Segment Start: DATA RECORDS
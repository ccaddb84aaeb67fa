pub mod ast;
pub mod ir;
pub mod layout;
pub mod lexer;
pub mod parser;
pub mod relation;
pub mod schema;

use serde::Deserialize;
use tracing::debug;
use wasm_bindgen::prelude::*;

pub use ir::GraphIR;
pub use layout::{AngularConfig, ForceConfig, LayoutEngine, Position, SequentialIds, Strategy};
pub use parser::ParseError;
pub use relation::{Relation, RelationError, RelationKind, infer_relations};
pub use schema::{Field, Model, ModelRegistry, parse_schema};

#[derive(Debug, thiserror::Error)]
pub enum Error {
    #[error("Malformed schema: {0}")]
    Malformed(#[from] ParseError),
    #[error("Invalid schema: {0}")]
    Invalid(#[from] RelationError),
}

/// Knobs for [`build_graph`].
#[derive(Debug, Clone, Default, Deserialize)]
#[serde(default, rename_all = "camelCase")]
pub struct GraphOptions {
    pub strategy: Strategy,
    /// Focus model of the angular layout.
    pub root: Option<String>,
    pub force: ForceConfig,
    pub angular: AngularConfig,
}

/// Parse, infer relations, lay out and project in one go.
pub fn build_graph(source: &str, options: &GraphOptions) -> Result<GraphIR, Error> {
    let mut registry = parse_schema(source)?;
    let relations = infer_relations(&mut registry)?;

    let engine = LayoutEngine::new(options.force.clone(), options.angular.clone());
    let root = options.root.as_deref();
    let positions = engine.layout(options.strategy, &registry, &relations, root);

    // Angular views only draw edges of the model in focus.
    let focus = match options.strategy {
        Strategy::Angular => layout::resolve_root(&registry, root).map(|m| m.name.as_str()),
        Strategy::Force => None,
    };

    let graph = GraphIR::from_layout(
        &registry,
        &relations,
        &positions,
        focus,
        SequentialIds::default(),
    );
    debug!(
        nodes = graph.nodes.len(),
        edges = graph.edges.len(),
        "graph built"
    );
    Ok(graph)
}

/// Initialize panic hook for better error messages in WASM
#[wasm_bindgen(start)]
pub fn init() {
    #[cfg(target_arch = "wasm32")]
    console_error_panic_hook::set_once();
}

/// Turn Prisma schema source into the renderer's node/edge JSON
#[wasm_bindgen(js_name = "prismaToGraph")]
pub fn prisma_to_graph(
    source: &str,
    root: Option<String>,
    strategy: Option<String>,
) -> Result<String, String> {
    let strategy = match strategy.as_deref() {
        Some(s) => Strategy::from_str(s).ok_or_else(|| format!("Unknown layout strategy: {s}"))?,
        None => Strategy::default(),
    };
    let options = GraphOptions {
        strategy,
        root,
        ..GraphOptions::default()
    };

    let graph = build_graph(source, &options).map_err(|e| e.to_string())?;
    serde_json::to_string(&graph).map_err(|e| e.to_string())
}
Segment End: DATA RECORDS
• TASK TO COMPLETE: Each line in which the string "Deserialize" is found must be copied from the data.

• WRITTEN SOLUTION:
use serde::Deserialize;
#[derive(Debug, Clone, Default, Deserialize)]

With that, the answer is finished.